[[ SOURCE RECORDS, beginning ]]

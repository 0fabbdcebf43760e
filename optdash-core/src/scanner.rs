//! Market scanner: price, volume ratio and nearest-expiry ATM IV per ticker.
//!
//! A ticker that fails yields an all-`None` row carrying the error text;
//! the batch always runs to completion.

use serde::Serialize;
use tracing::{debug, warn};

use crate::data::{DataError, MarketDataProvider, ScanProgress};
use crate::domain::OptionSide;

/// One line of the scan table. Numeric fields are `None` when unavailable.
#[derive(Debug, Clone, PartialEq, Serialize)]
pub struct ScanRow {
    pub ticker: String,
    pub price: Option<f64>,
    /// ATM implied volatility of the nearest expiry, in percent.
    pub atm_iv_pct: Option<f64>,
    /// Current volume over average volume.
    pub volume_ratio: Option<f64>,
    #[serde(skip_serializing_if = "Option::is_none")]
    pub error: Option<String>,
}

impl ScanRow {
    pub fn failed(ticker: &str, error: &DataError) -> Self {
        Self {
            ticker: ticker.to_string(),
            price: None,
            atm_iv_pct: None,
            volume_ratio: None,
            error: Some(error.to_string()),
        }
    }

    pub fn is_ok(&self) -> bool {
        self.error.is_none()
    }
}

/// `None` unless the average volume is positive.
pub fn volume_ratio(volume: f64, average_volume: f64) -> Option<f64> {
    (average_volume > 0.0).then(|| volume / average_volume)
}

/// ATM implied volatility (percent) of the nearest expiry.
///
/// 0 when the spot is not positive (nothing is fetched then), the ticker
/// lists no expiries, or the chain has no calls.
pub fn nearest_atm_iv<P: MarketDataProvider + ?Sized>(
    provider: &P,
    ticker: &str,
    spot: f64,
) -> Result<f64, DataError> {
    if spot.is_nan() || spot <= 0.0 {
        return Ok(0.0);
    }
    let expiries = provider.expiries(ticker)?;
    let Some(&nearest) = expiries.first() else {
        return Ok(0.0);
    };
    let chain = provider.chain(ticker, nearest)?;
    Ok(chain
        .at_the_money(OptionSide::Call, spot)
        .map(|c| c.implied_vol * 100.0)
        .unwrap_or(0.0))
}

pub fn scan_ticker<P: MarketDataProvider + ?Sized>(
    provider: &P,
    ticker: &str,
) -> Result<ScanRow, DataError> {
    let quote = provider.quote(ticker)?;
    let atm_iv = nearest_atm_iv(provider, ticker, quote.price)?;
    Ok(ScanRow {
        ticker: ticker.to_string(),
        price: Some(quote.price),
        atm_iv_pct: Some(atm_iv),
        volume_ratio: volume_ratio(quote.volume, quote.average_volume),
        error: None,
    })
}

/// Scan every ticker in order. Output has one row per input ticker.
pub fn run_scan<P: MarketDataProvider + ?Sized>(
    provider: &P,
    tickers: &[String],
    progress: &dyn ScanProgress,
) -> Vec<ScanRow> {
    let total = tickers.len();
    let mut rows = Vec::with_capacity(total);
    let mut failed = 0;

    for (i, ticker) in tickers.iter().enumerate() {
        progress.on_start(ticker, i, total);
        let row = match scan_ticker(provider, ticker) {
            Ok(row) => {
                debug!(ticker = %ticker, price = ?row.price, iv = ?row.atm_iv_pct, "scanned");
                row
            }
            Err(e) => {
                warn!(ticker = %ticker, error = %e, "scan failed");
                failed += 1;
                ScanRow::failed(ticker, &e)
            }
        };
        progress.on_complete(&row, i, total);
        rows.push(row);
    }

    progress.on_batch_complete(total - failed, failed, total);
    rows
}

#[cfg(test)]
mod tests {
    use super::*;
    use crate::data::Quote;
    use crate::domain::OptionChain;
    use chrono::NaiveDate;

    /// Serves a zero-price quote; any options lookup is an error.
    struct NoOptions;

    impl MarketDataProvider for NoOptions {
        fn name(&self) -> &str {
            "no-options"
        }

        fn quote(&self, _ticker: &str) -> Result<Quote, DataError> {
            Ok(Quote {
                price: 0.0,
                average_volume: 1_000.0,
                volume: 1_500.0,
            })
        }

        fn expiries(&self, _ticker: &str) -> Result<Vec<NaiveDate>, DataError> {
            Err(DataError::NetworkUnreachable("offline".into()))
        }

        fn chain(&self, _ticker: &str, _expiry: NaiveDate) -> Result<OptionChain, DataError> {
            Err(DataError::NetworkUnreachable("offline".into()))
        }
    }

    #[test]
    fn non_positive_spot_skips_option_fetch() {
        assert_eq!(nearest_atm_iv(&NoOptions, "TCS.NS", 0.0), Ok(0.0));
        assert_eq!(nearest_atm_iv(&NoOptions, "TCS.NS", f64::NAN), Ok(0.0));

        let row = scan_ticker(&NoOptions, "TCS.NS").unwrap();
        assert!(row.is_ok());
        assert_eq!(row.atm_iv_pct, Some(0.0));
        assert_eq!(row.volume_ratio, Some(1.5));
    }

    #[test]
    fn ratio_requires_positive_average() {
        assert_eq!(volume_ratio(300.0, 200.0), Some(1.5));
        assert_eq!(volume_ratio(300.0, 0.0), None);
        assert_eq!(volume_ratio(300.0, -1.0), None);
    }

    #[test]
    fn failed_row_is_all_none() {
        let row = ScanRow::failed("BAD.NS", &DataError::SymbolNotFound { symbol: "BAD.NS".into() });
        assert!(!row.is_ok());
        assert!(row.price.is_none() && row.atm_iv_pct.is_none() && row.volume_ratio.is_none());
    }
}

[[ SOURCE RECORDS, end ]]

* _TASK OBJECTIVE_: Output only an exact transcription of the lines above from the one with "pub fn scan_ticker<P: MarketDataProvider" up to and including the one with "fn name(&self) ->".

* _EXERCISE RESULT_:
pub fn scan_ticker<P: MarketDataProvider + ?Sized>(
    provider: &P,
    ticker: &str,
) -> Result<ScanRow, DataError> {
    let quote = provider.quote(ticker)?;
    let atm_iv = nearest_atm_iv(provider, ticker, quote.price)?;
    Ok(ScanRow {
        ticker: ticker.to_string(),
        price: Some(quote.price),
        atm_iv_pct: Some(atm_iv),
        volume_ratio: volume_ratio(quote.volume, quote.average_volume),
        error: None,
    })
}

/// Scan every ticker in order. Output has one row per input ticker.
pub fn run_scan<P: MarketDataProvider + ?Sized>(
    provider: &P,
    tickers: &[String],
    progress: &dyn ScanProgress,
) -> Vec<ScanRow> {
    let total = tickers.len();
    let mut rows = Vec::with_capacity(total);
    let mut failed = 0;

    for (i, ticker) in tickers.iter().enumerate() {
        progress.on_start(ticker, i, total);
        let row = match scan_ticker(provider, ticker) {
            Ok(row) => {
                debug!(ticker = %ticker, price = ?row.price, iv = ?row.atm_iv_pct, "scanned");
                row
            }
            Err(e) => {
                warn!(ticker = %ticker, error = %e, "scan failed");
                failed += 1;
                ScanRow::failed(ticker, &e)
            }
        };
        progress.on_complete(&row, i, total);
        rows.push(row);
    }

    progress.on_batch_complete(total - failed, failed, total);
    rows
}

#[cfg(test)]
mod tests {
    use super::*;
    use crate::data::Quote;
    use crate::domain::OptionChain;
    use chrono::NaiveDate;

    /// Serves a zero-price quote; any options lookup is an error.
    struct NoOptions;

    impl MarketDataProvider for NoOptions {
        fn name(&self) -> &str {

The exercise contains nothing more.